Required work:
Every line with the string "Marker" in it belongs in your answer, so copy them all from the data.

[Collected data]
###

//! Concurrency tests: independent runs on one shared graph, cancellation.

use osp_tests::prelude::*;
use pretty_assertions::assert_eq;
use std::thread;
use std::time::Duration;

fn scenario() -> Scenario {
    Scenario::new("concurrency").schema(|reg| {
        reg.add_node_type("Mark")
            .attr(AttrDef::new("by", "String").required())
            .done()?;
        reg.add_edge_type("made").done()?;
        reg.add_walker_type("Marker")
            .attr(AttrDef::new("tag", "String").required())
            .attr(AttrDef::new("count", "Int").with_default(0i64))
            .done()?;
        reg.add_ability("mark", "Marker", Trigger::Entry)
            .guard("Root")
            .body(ability(|ctx| {
                let tag = ctx
                    .walker_attr("tag")
                    .and_then(Value::as_str)
                    .unwrap_or_default()
                    .to_string();
                let root = ctx.graph().root();
                for _ in 0..50 {
                    let mark = ctx.spawn_node("Mark", attrs! { "by" => tag.clone() })?;
                    ctx.connect(root, mark, "made", attrs!())?;
                    let count = ctx.walker_attr("count").and_then(Value::as_int).unwrap_or(0);
                    ctx.set_walker_attr("count", count + 1)?;
                }
                ctx.report(tag);
                Ok(())
            }))
            .done()?;
        reg.add_walker_type("Spinner").done()?;
        reg.add_ability("spin", "Spinner", Trigger::Entry)
            .body(ability(|ctx| {
                let here = ctx.here();
                ctx.visit(here)
            }))
            .done()?;
        Ok(())
    })
}

#[test]
fn test_concurrent_runs_both_complete() {
    // GIVEN one engine shared by two threads
    let world = scenario().build().unwrap();
    let engine = world.engine().clone();

    // WHEN each thread runs its own walker
    let handles: Vec<_> = ["left", "right"]
        .into_iter()
        .map(|tag| {
            let engine = engine.clone();
            thread::spawn(move || engine.run("Marker", attrs! { "tag" => tag }, None))
        })
        .collect();
    let outcomes: Vec<RunOutcome> = handles
        .into_iter()
        .map(|h| h.join().unwrap().unwrap())
        .collect();

    // THEN both complete with their own state, and all marks landed
    for (outcome, tag) in outcomes.iter().zip(["left", "right"]) {
        assert!(outcome.completed());
        assert_eq!(outcome.report_strings(), vec![tag]);
        assert_eq!(outcome.walker_attrs.get("count"), Some(&Value::Int(50)));
    }
    let graph = world.graph().read();
    assert_eq!(graph.node_count(), 101);
    assert_eq!(graph.edge_count(), 100);
}

#[test]
fn test_readers_see_committed_visits() {
    let world = scenario().build().unwrap();
    world
        .run("Marker", attrs! { "tag" => "solo" }, None)
        .unwrap();

    // Two read guards may be held at once.
    let first = world.graph().read();
    let second = world.graph().read();
    assert_eq!(first.edge_count(), second.edge_count());
}

#[test]
fn test_cancel_from_another_thread() {
    // GIVEN a walker that never finishes on its own
    let world = scenario().build().unwrap();
    let engine = world.engine().clone();
    let token = CancelToken::new();

    // WHEN another thread cancels it
    let remote = token.clone();
    let canceller = thread::spawn(move || {
        thread::sleep(Duration::from_millis(20));
        remote.cancel();
    });
    let outcome = engine
        .run_with_cancel("Spinner", attrs!(), None, token)
        .unwrap();
    canceller.join().unwrap();

    // THEN the run disengages at a dispatch boundary
    assert!(outcome.disengaged());
    assert_eq!(outcome.disengaged_by, Some(DisengageCause::Cancelled));
    assert!(outcome.steps > 0);
}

###

Solution to the problem:
        reg.add_walker_type("Marker")
        reg.add_ability("mark", "Marker", Trigger::Entry)
            thread::spawn(move || engine.run("Marker", attrs! { "tag" => tag }, None))
        .run("Marker", attrs! { "tag" => "solo" }, None)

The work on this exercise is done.